Matthias Grünewald è uno dei massimi artisti tedeschi del Rinascimento.
Ma ormai lo si deve considerare a livello europeo non inferiore a Rembrandt.
Lo stile originale di questo contemporaneo di Dürer e di Holbein, autore del Polittico di Isenheim e disegnatore prodigioso, fa di lui un "visionario", le cui composizioni affascineranno gli espressionisti.
Le ultime scoperte biografiche permettono di mettere meglio in luce la personalità ancora misteriosa di questo artista che era insieme ingegnere minerario e progettista di fontane, oltre che pittore. In mancanza di prove archivistiche sui suoi eventuali spostamenti, i debiti stilistici e i prestiti iconografici permettono di individuare un dialogo affascinante con le opere di Mantegna e, forse, con l'arte di Leonardo da Vinci, accostamento che sarà oggetto di discussione.

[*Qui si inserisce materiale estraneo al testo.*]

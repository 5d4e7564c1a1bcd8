//! Header resolution for housing CSV files
//!
//! Resolves the position of every required column once so each data row
//! can be read by index.

use crate::constants::columns;
use crate::error::{HousingError, Result};
use csv::StringRecord;
use std::collections::HashMap;
use std::path::Path;

/// Positions of the required housing columns within a CSV header
#[derive(Debug, Clone)]
pub struct ColumnMapping {
    /// Column name to index mapping for every header cell
    pub name_to_index: HashMap<String, usize>,

    pub floor_count: usize,
    pub area_residential: usize,
    pub population: usize,
    pub house_address: usize,
}

impl ColumnMapping {
    /// Resolve required columns from a header row
    ///
    /// Header names are matched after trimming. The first occurrence wins
    /// when a name is repeated.
    pub fn resolve(headers: &StringRecord, source: &Path) -> Result<Self> {
        let mut name_to_index = HashMap::new();
        for (index, header) in headers.iter().enumerate() {
            name_to_index
                .entry(header.trim().to_string())
                .or_insert(index);
        }

        let lookup = |column: &str| -> Result<usize> {
            name_to_index
                .get(column)
                .copied()
                .ok_or_else(|| HousingError::MissingColumn {
                    path: source.to_path_buf(),
                    column: column.to_string(),
                })
        };

        let floor_count = lookup(columns::FLOOR_COUNT)?;
        let area_residential = lookup(columns::AREA_RESIDENTIAL)?;
        let population = lookup(columns::POPULATION)?;
        let house_address = lookup(columns::HOUSE_ADDRESS)?;

        Ok(Self {
            name_to_index,
            floor_count,
            area_residential,
            population,
            house_address,
        })
    }

    /// Header columns that are not needed, in header order
    pub fn ignored_columns(&self) -> Vec<&str> {
        let mut ignored: Vec<(usize, &str)> = self
            .name_to_index
            .iter()
            .filter(|(name, _)| !columns::REQUIRED.contains(&name.as_str()))
            .map(|(name, &index)| (index, name.as_str()))
            .collect();
        ignored.sort_unstable();
        ignored.into_iter().map(|(_, name)| name).collect()
    }
}
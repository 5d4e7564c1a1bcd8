//! Lowest residential area per resident

use crate::models::BuildingRecord;

/// The building with the smallest residential area per resident
#[derive(Debug, Clone, Copy, PartialEq)]
pub struct AreaPerResident<'a> {
    pub house_address: &'a str,
    pub ratio: f64,
    pub row: u64,
}

/// Find the building with the smallest residential area per resident
///
/// Records with zero or negative population are skipped. On a tie the
/// earliest record wins. Returns `None` when no record qualifies.
pub fn find_min_area(records: &[BuildingRecord]) -> Option<AreaPerResident<'_>> {
    let mut best: Option<AreaPerResident<'_>> = None;

    for record in records {
        let Some(ratio) = record.area_per_resident() else {
            continue;
        };

        if best.is_none_or(|current| ratio < current.ratio) {
            best = Some(AreaPerResident {
                house_address: &record.house_address,
                ratio,
                row: record.row,
            });
        }
    }

    best
}

/// Address of the building with the smallest residential area per resident
pub fn find_min_area_address(records: &[BuildingRecord]) -> Option<&str> {
    find_min_area(records).map(|found| found.house_address)
}
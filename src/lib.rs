//! Housing Statistics Library
//!
//! Reads housing records from CSV files and derives simple aggregates.
//!
//! This library provides tools for:
//! - Reading and validating housing CSV files into typed records
//! - Classifying buildings as low-, mid- or high-rise by floor count
//! - Counting buildings per category
//! - Finding the building with the least residential area per resident

pub mod cli;
pub mod config;
pub mod constants;
pub mod error;
pub mod models;
pub mod reader;
pub mod stats;

// Re-export commonly used types
pub use config::Config;
pub use error::{ErrorKind, HousingError, Result};
pub use models::{BuildingRecord, Category};
pub use reader::{ReaderOptions, read_buildings, read_buildings_with};
pub use stats::{
    AreaPerResident, HousingSummary, Tally, classify, classify_all, find_min_area,
    find_min_area_address, tally,
};
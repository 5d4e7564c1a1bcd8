//! Field parsing utilities for housing records
//!
//! Converts raw CSV text into typed values. Integer fields distinguish text
//! that is numeric but not integral (a type error) from text that is not a
//! number at all (a parse error).

use crate::constants::columns;
use crate::error::{HousingError, Result};

/// Parse an integer field
///
/// `label` is the human readable field name used in error reasons. Whole
/// numbers that do not fit in an `i64` are a value error, not a type error.
pub fn parse_integer(field: &str, label: &str, value: &str) -> Result<i64> {
    if let Ok(parsed) = value.parse::<i64>() {
        return Ok(parsed);
    }

    if is_integer_literal(value) {
        return Err(HousingError::InvalidValue {
            field: field.to_string(),
            value: value.to_string(),
            reason: format!("{} is out of range", label),
        });
    }

    match value.parse::<f64>() {
        Ok(number) if number.is_finite() => Err(HousingError::InvalidType {
            field: field.to_string(),
            value: value.to_string(),
            reason: format!("{} must be an integer", label),
        }),
        _ => Err(HousingError::MalformedNumber {
            field: field.to_string(),
            value: value.to_string(),
        }),
    }
}

/// Optional sign followed by decimal digits only
fn is_integer_literal(value: &str) -> bool {
    let digits = value.strip_prefix(['+', '-']).unwrap_or(value);
    !digits.is_empty() && digits.bytes().all(|b| b.is_ascii_digit())
}

/// Parse a finite floating point field
pub fn parse_float(field: &str, value: &str) -> Result<f64> {
    match value.parse::<f64>() {
        Ok(number) if number.is_finite() => Ok(number),
        _ => Err(HousingError::MalformedNumber {
            field: field.to_string(),
            value: value.to_string(),
        }),
    }
}

/// Parse a floor count, rejecting non-integral numbers with a type error
pub fn parse_floor_count(value: &str) -> Result<i64> {
    parse_integer(columns::FLOOR_COUNT, "floor count", value)
}

/// Parse a population, rejecting non-integral numbers with a type error
pub fn parse_population(value: &str) -> Result<i64> {
    parse_integer(columns::POPULATION, "population", value)
}

pub fn parse_area_residential(value: &str) -> Result<f64> {
    parse_float(columns::AREA_RESIDENTIAL, value)
}
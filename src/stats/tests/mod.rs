//! Shared fixtures for statistics tests

use crate::models::BuildingRecord;

pub mod summary_tests;

/// Build records from `(address, floors, area, population)` tuples, numbering rows from 1
pub fn create_test_buildings(rows: &[(&str, i64, f64, i64)]) -> Vec<BuildingRecord> {
    rows.iter()
        .enumerate()
        .map(|(i, &(address, floors, area, population))| {
            BuildingRecord::new(i as u64 + 1, floors, area, population, address)
        })
        .collect()
}
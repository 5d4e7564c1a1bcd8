//! Error handling for housing data processing.
//!
//! Every failure is grouped into one of four kinds (type, value, parse, I/O)
//! so callers can react to the class of problem without matching on every
//! variant.

use std::path::PathBuf;
use thiserror::Error;

/// Broad classification of a [`HousingError`]
#[derive(Debug, Clone, Copy, PartialEq, Eq)]
pub enum ErrorKind {
    /// A value had the wrong type where an integer was required
    Type,
    /// A value was outside its allowed range
    Value,
    /// Malformed numeric text or malformed tabular structure
    Parse,
    /// File access failure
    Io,
}

#[derive(Error, Debug)]
pub enum HousingError {
    #[error("IO error: {0}")]
    Io(#[from] std::io::Error),

    #[error("Cannot open file: {path}")]
    FileAccess {
        path: PathBuf,
        #[source]
        source: std::io::Error,
    },

    #[error("Malformed CSV in file: {path}")]
    Csv {
        path: PathBuf,
        #[source]
        source: csv::Error,
    },

    #[error("Missing required column '{column}' in file: {path}")]
    MissingColumn { path: PathBuf, column: String },

    #[error("Invalid number for {field}: '{value}'")]
    MalformedNumber { field: String, value: String },

    #[error("Invalid type for {field} ('{value}'): {reason}")]
    InvalidType {
        field: String,
        value: String,
        reason: String,
    },

    #[error("Invalid value for {field} ({value}): {reason}")]
    InvalidValue {
        field: String,
        value: String,
        reason: String,
    },

    #[error("Record at row {row} ('{address}') rejected")]
    InvalidRecord {
        row: u64,
        address: String,
        #[source]
        source: Box<HousingError>,
    },

    #[error("Configuration error: {message}")]
    Configuration { message: String },
}

impl HousingError {
    /// Kind of failure this error represents
    pub fn kind(&self) -> ErrorKind {
        match self {
            HousingError::Io(_) | HousingError::FileAccess { .. } => ErrorKind::Io,
            HousingError::Csv { source, .. } => {
                if source.is_io_error() {
                    ErrorKind::Io
                } else {
                    ErrorKind::Parse
                }
            }
            HousingError::MissingColumn { .. } | HousingError::MalformedNumber { .. } => {
                ErrorKind::Parse
            }
            HousingError::InvalidType { .. } => ErrorKind::Type,
            HousingError::InvalidValue { .. } | HousingError::Configuration { .. } => {
                ErrorKind::Value
            }
            HousingError::InvalidRecord { source, .. } => source.kind(),
        }
    }

    /// Attach the offending record's position and address to an error
    pub fn for_record(self, row: u64, address: impl Into<String>) -> Self {
        HousingError::InvalidRecord {
            row,
            address: address.into(),
            source: Box::new(self),
        }
    }

    pub fn configuration(message: impl Into<String>) -> Self {
        HousingError::Configuration {
            message: message.into(),
        }
    }
}

pub type Result<T> = std::result::Result<T, HousingError>;
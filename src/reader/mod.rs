//! Housing CSV reader
//!
//! Reads a delimited file whose header names at least `floor_count`,
//! `area_residential`, `population` and `house_address`, and validates every
//! row into a typed [`BuildingRecord`]. All type and range coercion happens
//! here, once, so downstream statistics work on already-validated data.

use crate::constants::{DEFAULT_DELIMITER, DEFAULT_TRIM};
use crate::error::{HousingError, Result};
use crate::models::BuildingRecord;
use csv::{ReaderBuilder, StringRecord, Trim};
use serde::{Deserialize, Serialize};
use std::fs::File;
use std::io::Read;
use std::path::Path;
use tracing::{debug, info};

pub mod column_mapping;
pub mod field_parsers;

#[cfg(test)]
pub mod tests;

pub use column_mapping::ColumnMapping;
pub use field_parsers::{parse_area_residential, parse_floor_count, parse_population};

/// Options controlling how the CSV file is tokenised
#[derive(Debug, Clone, PartialEq, Eq, Serialize, Deserialize)]
pub struct ReaderOptions {
    /// Field delimiter byte
    pub delimiter: u8,
    /// Trim whitespace around headers and fields
    pub trim: bool,
}

impl Default for ReaderOptions {
    fn default() -> Self {
        Self {
            delimiter: DEFAULT_DELIMITER,
            trim: DEFAULT_TRIM,
        }
    }
}

/// Read all building records from a CSV file with default options
pub fn read_buildings(path: &Path) -> Result<Vec<BuildingRecord>> {
    read_buildings_with(path, &ReaderOptions::default())
}

/// Read all building records from a CSV file
pub fn read_buildings_with(path: &Path, options: &ReaderOptions) -> Result<Vec<BuildingRecord>> {
    debug!("Opening housing file: {}", path.display());

    let file = File::open(path).map_err(|source| HousingError::FileAccess {
        path: path.to_path_buf(),
        source,
    })?;

    let records = parse_buildings(file, path, options)?;
    info!(
        "Read {} building records from {}",
        records.len(),
        path.display()
    );
    Ok(records)
}

/// Parse building records from any reader
///
/// `source` names the input in error messages.
pub fn parse_buildings<R: Read>(
    input: R,
    source: &Path,
    options: &ReaderOptions,
) -> Result<Vec<BuildingRecord>> {
    let csv_error = |error: csv::Error| HousingError::Csv {
        path: source.to_path_buf(),
        source: error,
    };

    let mut reader = ReaderBuilder::new()
        .delimiter(options.delimiter)
        .trim(if options.trim { Trim::All } else { Trim::None })
        .from_reader(input);

    let headers = reader.headers().map_err(csv_error)?.clone();
    let mapping = ColumnMapping::resolve(&headers, source)?;
    debug!("Resolved {} header columns", headers.len());
    let ignored = mapping.ignored_columns();
    if !ignored.is_empty() {
        debug!("Ignoring columns: {}", ignored.join(", "));
    }

    let mut buildings = Vec::new();
    for (index, result) in reader.records().enumerate() {
        let record = result.map_err(csv_error)?;
        buildings.push(parse_building_record(&record, &mapping, index as u64 + 1)?);
    }

    Ok(buildings)
}

/// Validate one CSV row into a typed building record
///
/// `row` is the 1-based data row number, used to identify the record in errors.
pub fn parse_building_record(
    record: &StringRecord,
    mapping: &ColumnMapping,
    row: u64,
) -> Result<BuildingRecord> {
    let field = |index: usize| record.get(index).unwrap_or("");

    let house_address = field(mapping.house_address).to_string();

    let typed = || -> Result<(i64, f64, i64)> {
        Ok((
            parse_floor_count(field(mapping.floor_count))?,
            parse_area_residential(field(mapping.area_residential))?,
            parse_population(field(mapping.population))?,
        ))
    };

    match typed() {
        Ok((floor_count, area_residential, population)) => Ok(BuildingRecord {
            row,
            floor_count,
            area_residential,
            population,
            house_address,
        }),
        Err(error) => Err(error.for_record(row, house_address)),
    }
}
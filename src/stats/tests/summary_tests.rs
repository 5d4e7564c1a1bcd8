//! Tests for the combined housing summary

use super::create_test_buildings;
use crate::error::ErrorKind;
use crate::models::Category;
use crate::stats::HousingSummary;

#[test]
fn test_summary_combines_statistics() {
    let buildings = create_test_buildings(&[
        ("1 Low St", 2, 200.0, 4),
        ("2 Mid St", 9, 900.0, 60),
        ("3 Low St", 5, 300.0, 0),
        ("4 High St", 30, 4000.0, 500),
    ]);

    let summary = HousingSummary::compute(&buildings).unwrap();

    assert_eq!(summary.building_count(), 4);
    assert_eq!(summary.category_counts.get(&Category::LowRise), Some(2));
    assert_eq!(summary.category_counts.get(&Category::MidRise), Some(1));
    assert_eq!(summary.category_counts.get(&Category::HighRise), Some(1));
    assert_eq!(summary.category_counts.total(), summary.building_count());

    let min_area = summary.min_area.unwrap();
    assert_eq!(min_area.house_address, "4 High St");
    assert_eq!(min_area.ratio, 8.0);
}

#[test]
fn test_summary_propagates_classification_failure() {
    let buildings = create_test_buildings(&[("1 Low St", 2, 200.0, 4), ("2 Flat St", 0, 1.0, 1)]);

    let err = HousingSummary::compute(&buildings).unwrap_err();
    assert_eq!(err.kind(), ErrorKind::Value);
}
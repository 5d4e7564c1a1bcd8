//! Floor-count classification

use crate::constants::{LOW_RISE_MAX_FLOORS, MID_RISE_MAX_FLOORS, columns};
use crate::error::{HousingError, Result};
use crate::models::{BuildingRecord, Category};

/// Classify a building by its floor count
///
/// Thresholds are inclusive on the lower category: 5 floors is low-rise and
/// 16 floors is mid-rise. Non-positive floor counts are rejected.
pub fn classify(floor_count: i64) -> Result<Category> {
    if floor_count <= 0 {
        return Err(HousingError::InvalidValue {
            field: columns::FLOOR_COUNT.to_string(),
            value: floor_count.to_string(),
            reason: "floor count must be greater than zero".to_string(),
        });
    }

    Ok(if floor_count <= LOW_RISE_MAX_FLOORS {
        Category::LowRise
    } else if floor_count <= MID_RISE_MAX_FLOORS {
        Category::MidRise
    } else {
        Category::HighRise
    })
}

/// Classify every record, preserving input order
///
/// The first failing record aborts the batch; the error names its row and
/// address.
pub fn classify_all(records: &[BuildingRecord]) -> Result<Vec<Category>> {
    records
        .iter()
        .map(|record| {
            classify(record.floor_count)
                .map_err(|error| error.for_record(record.row, record.house_address.as_str()))
        })
        .collect()
}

Questa originalità e la consapevolezza che ne hanno avuto assai presto i contemporanei costituiscono l'oggetto di un ampio capitolo, parallelamente all'esame della sua opera.
La sua tecnica pittorica, fortemente simbolica in quei tempi caratterizzati dall'alchimia, studiata in dettaglio dal Centre de recherche et de restauration des musées de France (C2RMF), rappresenta l'argomento di un capitolo redatto da uno dei suoi membri.
L'ultima parte dell'opera tratta dell'eredità di Grünewald.
Prefazione di Edoardo Villata.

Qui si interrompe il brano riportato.